CAUSA MORTIS: INDIFERENÇA.

Anteontem faleceu em Salvador-BA a recepcionista Viviane Brito Barbosa, 29 anos, estudante de pedagogia e mãe de dois filhos, uma menina de 9 anos e um menino de 5 anos. A causa da morte: indiferença. Viviane, que era portadora de asma, faleceu após ter negada a compra de seu remédio, durante uma crise, em razão de ter trazido à Farmácia apenas R$ 12,00 (doze Reais), quando o medicamento custava R$ 22,00 (vinte e dois Reais). O padrasto de Viviane, que a acompanhava, havia esquecido a carteira, oferecendo o documento de seu veículo como garantidor do seu retorno para completar os R$ 10,00 (dez Reais) restantes, o que não foi aceito pelos vendedores da Farmácia. No caminho, em busca de atendimento médico, Viviane desmaiou e sofreu uma parada cardíaca, falecendo antes que chegasse ao hospital.
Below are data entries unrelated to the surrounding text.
use chess::{Board, BoardStatus, ChessMove, Color as BoardColor, File, MoveGen, Piece, Rank, Square, EMPTY};
use std::str::FromStr;

use crate::{
    models::{game::Color, game_move::PieceKind},
    services::{
        errors::chess_service_errors::ChessServiceError,
        rules_engine::{AppliedMove, CandidateMove, PositionFacts, RulesEngine},
    },
};

/// Rules engine backed by the `chess` crate.
///
/// The crate's board does not track the halfmove clock or the fullmove
/// number, so both counters are carried alongside it and written back into
/// the position string after each move.
#[derive(Clone, Default)]
pub struct ChessService;

struct ParsedPosition {
    board: Board,
    halfmove_clock: u32,
    fullmove_number: u32,
}

impl ChessService {
    pub fn new() -> Self {
        ChessService
    }
}

impl RulesEngine for ChessService {
    fn try_move(
        &self,
        position: &str,
        candidate: &CandidateMove,
        prior_positions: &[String],
    ) -> Result<AppliedMove, ChessServiceError> {
        let parsed = parse_position(position)?;
        let board = parsed.board;

        if board.status() != BoardStatus::Ongoing {
            return Err(ChessServiceError::GameOver(
                "Game is already over".to_string(),
            ));
        }

        let from_sq = Square::from_str(&candidate.from)
            .map_err(|_| ChessServiceError::ValidationError("Invalid from square".to_string()))?;
        let to_sq = Square::from_str(&candidate.to)
            .map_err(|_| ChessServiceError::ValidationError("Invalid to square".to_string()))?;

        let piece = board.piece_on(from_sq).ok_or_else(|| {
            ChessServiceError::IllegalMove(format!("No piece on {}", candidate.from))
        })?;

        // Promotion is only meaningful for a pawn reaching the last rank; an
        // omitted piece there defaults to a queen.
        let reaches_last_rank = matches!(to_sq.get_rank(), Rank::First | Rank::Eighth);
        let promotion = if piece == Piece::Pawn && reaches_last_rank {
            Some(board_piece(candidate.promotion.unwrap_or(PieceKind::Queen)))
        } else {
            None
        };

        let chess_move = ChessMove::new(from_sq, to_sq, promotion);

        // Validate the move by checking if it's in legal moves
        if !MoveGen::new_legal(&board).any(|m| m == chess_move) {
            return Err(ChessServiceError::IllegalMove(format!(
                "{} to {} is not legal",
                candidate.from, candidate.to
            )));
        }

        let mover = board.side_to_move();
        let is_en_passant = piece == Piece::Pawn
            && from_sq.get_file() != to_sq.get_file()
            && board.piece_on(to_sq).is_none();
        let captured = if is_en_passant {
            Some(Piece::Pawn)
        } else {
            board.piece_on(to_sq)
        };
        let is_castling = piece == Piece::King
            && from_sq.get_file().to_index().abs_diff(to_sq.get_file().to_index()) == 2;

        let new_board = board.make_move_new(chess_move);

        let halfmove_clock = if piece == Piece::Pawn || captured.is_some() {
            0
        } else {
            parsed.halfmove_clock + 1
        };
        let fullmove_number = match mover {
            BoardColor::White => parsed.fullmove_number,
            BoardColor::Black => parsed.fullmove_number + 1,
        };

        let status = new_board.status();
        let target_hash = new_board.get_hash();
        let repetitions = prior_positions
            .iter()
            .map(String::as_str)
            .chain(std::iter::once(position))
            .filter_map(|p| parse_position(p).ok())
            .filter(|p| p.board.get_hash() == target_hash)
            .count();

        let facts = PositionFacts {
            turn: color_of(new_board.side_to_move()),
            in_check: *new_board.checkers() != EMPTY,
            checkmate: status == BoardStatus::Checkmate,
            stalemate: status == BoardStatus::Stalemate,
            insufficient_material: insufficient_material(&new_board),
            threefold_repetition: repetitions + 1 >= 3,
            fifty_move_rule: halfmove_clock >= 100,
            fullmove_number,
        };

        Ok(AppliedMove {
            from: candidate.from.clone(),
            to: candidate.to.clone(),
            color: color_of(mover),
            piece: piece_kind(piece),
            captured: captured.map(piece_kind),
            promotion: promotion.map(piece_kind),
            is_castling,
            is_en_passant,
            san: san(&board, chess_move, piece, captured.is_some(), is_castling, &new_board),
            move_number: parsed.fullmove_number,
            position_after: format_position(&new_board, halfmove_clock, fullmove_number),
            facts,
        })
    }

    /// Get legal moves for the current position (for UI hints)
    fn legal_moves(&self, position: &str) -> Result<Vec<String>, ChessServiceError> {
        let parsed = parse_position(position)?;

        let legal_moves: Vec<String> = MoveGen::new_legal(&parsed.board)
            .map(|m| match m.get_promotion() {
                Some(p) => format!(
                    "{}{}{}",
                    m.get_source(),
                    m.get_dest(),
                    piece_kind(p).letter()
                ),
                None => format!("{}{}", m.get_source(), m.get_dest()),
            })
            .collect();

        Ok(legal_moves)
    }
}

fn parse_position(position: &str) -> Result<ParsedPosition, ChessServiceError> {
    let fields: Vec<&str> = position.split_whitespace().collect();
    if !(4..=6).contains(&fields.len()) {
        return Err(ChessServiceError::InvalidPosition(format!(
            "Invalid FEN: {}",
            position
        )));
    }

    let board = Board::from_str(&fields.join(" "))
        .map_err(|e| ChessServiceError::InvalidPosition(format!("Invalid FEN: {}", e)))?;

    Ok(ParsedPosition {
        board,
        halfmove_clock: parse_counter(fields.get(4), 0)?,
        fullmove_number: parse_counter(fields.get(5), 1)?,
    })
}

fn parse_counter(field: Option<&&str>, default: u32) -> Result<u32, ChessServiceError> {
    match field {
        Some(raw) => raw.parse().map_err(|_| {
            ChessServiceError::InvalidPosition(format!("Invalid move counter: {}", raw))
        }),
        None => Ok(default),
    }
}

fn format_position(board: &Board, halfmove_clock: u32, fullmove_number: u32) -> String {
    let fen = board.to_string();
    let placement: Vec<&str> = fen.split_whitespace().take(4).collect();
    format!("{} {} {}", placement.join(" "), halfmove_clock, fullmove_number)
}

fn san(
    board: &Board,
    chess_move: ChessMove,
    piece: Piece,
    is_capture: bool,
    is_castling: bool,
    after: &Board,
) -> String {
    let source = chess_move.get_source();
    let dest = chess_move.get_dest();

    let mut notation = if is_castling {
        if dest.get_file() == File::G {
            "O-O".to_string()
        } else {
            "O-O-O".to_string()
        }
    } else if piece == Piece::Pawn {
        let mut s = String::new();
        if is_capture {
            s.push(file_char(source));
            s.push('x');
        }
        s.push_str(&dest.to_string());
        if let Some(promoted) = chess_move.get_promotion() {
            s.push('=');
            s.push(piece_kind(promoted).letter().to_ascii_uppercase());
        }
        s
    } else {
        let mut s = String::new();
        s.push(piece_kind(piece).letter().to_ascii_uppercase());

        let rivals: Vec<Square> = MoveGen::new_legal(board)
            .filter(|m| {
                m.get_dest() == dest
                    && m.get_source() != source
                    && board.piece_on(m.get_source()) == Some(piece)
            })
            .map(|m| m.get_source())
            .collect();
        if !rivals.is_empty() {
            let shares_file = rivals.iter().any(|sq| sq.get_file() == source.get_file());
            let shares_rank = rivals.iter().any(|sq| sq.get_rank() == source.get_rank());
            if !shares_file {
                s.push(file_char(source));
            } else if !shares_rank {
                s.push(rank_char(source));
            } else {
                s.push(file_char(source));
                s.push(rank_char(source));
            }
        }

        if is_capture {
            s.push('x');
        }
        s.push_str(&dest.to_string());
        s
    };

    if after.status() == BoardStatus::Checkmate {
        notation.push('#');
    } else if *after.checkers() != EMPTY {
        notation.push('+');
    }
    notation
}

/// Dead positions: bare kings, a single minor piece, or bishops that all
/// stand on one square colour.
fn insufficient_material(board: &Board) -> bool {
    let heavy =
        *board.pieces(Piece::Pawn) | *board.pieces(Piece::Rook) | *board.pieces(Piece::Queen);
    if heavy != EMPTY {
        return false;
    }

    let knights = board.pieces(Piece::Knight).popcnt();
    let bishops = *board.pieces(Piece::Bishop);
    if knights + bishops.popcnt() <= 1 {
        return true;
    }
    if knights > 0 {
        return false;
    }

    let light = bishops.filter(|sq| is_light_square(*sq)).count() as u32;
    light == 0 || light == bishops.popcnt()
}

fn is_light_square(square: Square) -> bool {
    (square.get_file().to_index() + square.get_rank().to_index()) % 2 == 1
}

fn file_char(square: Square) -> char {
    (b'a' + square.get_file().to_index() as u8) as char
}

fn rank_char(square: Square) -> char {
    (b'1' + square.get_rank().to_index() as u8) as char
}

fn color_of(color: BoardColor) -> Color {
    match color {
        BoardColor::White => Color::White,
        BoardColor::Black => Color::Black,
    }
}

fn piece_kind(piece: Piece) -> PieceKind {
    match piece {
        Piece::Pawn => PieceKind::Pawn,
        Piece::Knight => PieceKind::Knight,
        Piece::Bishop => PieceKind::Bishop,
        Piece::Rook => PieceKind::Rook,
        Piece::Queen => PieceKind::Queen,
        Piece::King => PieceKind::King,
    }
}

fn board_piece(kind: PieceKind) -> Piece {
    match kind {
        PieceKind::Pawn => Piece::Pawn,
        PieceKind::Knight => Piece::Knight,
        PieceKind::Bishop => Piece::Bishop,
        PieceKind::Rook => Piece::Rook,
        PieceKind::Queen => Piece::Queen,
        PieceKind::King => Piece::King,
    }
}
Esta é uma notícia chocante e real, mas não é propriamente um fato único ou singular. Os funcionários da farmácia podem ser taxados de desumanos, cruéis ou insensíveis, sem dúvida. Porém, antes de sentirmos a correta indignação contra sua atitude, devemos lembrar que somos igualmente desumanos, cruéis e insensíveis, eis que, assim como os vendedores ignoraram os apelos de Viviane, todos os dias ignoramos pelo menos uma dezena de pessoas que vivem sob o mal da miséria, tentando nos convencer a todo tempo que não podemos ajudá-los. O que muda em relação a nossa história cotidiana é que não há quem acompanhe e narre a tragédia dessas pessoas após a nossa indiferença.

Viviane faleceu porque aqueles que estavam na Farmácia não admitiram esperar e confiar na complementação do valor do remédio, o que é humanamente inaceitável. Contudo, outras tantas pessoas sequer poderiam pagar parte do valor, e mesmo que pudessem pagar a mencionada parte, morreriam da mesma forma.

É o triste retrato da sociedade brasileira. O que nos deve incomodar não é a questão de ter ou não o dinheiro, de poder ou não comprar ou o dilema de ser generoso ou não. A lição que nos deve incomodar na história de Viviane e de tantas outras em nosso cotidiano é a indiferença que cultuamos uns com os outros. É olhar, mas não ver; ouvir, mas não escutar; dizer que se importa e não fazer nada para mudar. Os grandes absurdos da cultura humana foram produzidos pela indiferença e pelo preconceito, dividindo as pessoas em grupos, classes, castas, etc., quando desde sempre fomos e somos humanos.

Assim como hoje em dia as pessoas vem com olhos estupefatos para o passado escravocrata, abominando-o; da mesma forma que há indignação quando na história aprendemos que já foi parte da cultura social o sacrifício de seres humanos, em razão de suas deficiências físicas, em razão de seu sexo ou em razão de sua nacionalidade; Um dia as pessoas não compreenderão como podíamos conviver com tanta indiferença e desumanidade.

Artigo escrito em 15 de dezembro de 2007 com base em notícia publicada no Jornal do Comércio, Recife, 15 de dezembro de 2007, sábado, pág. 9.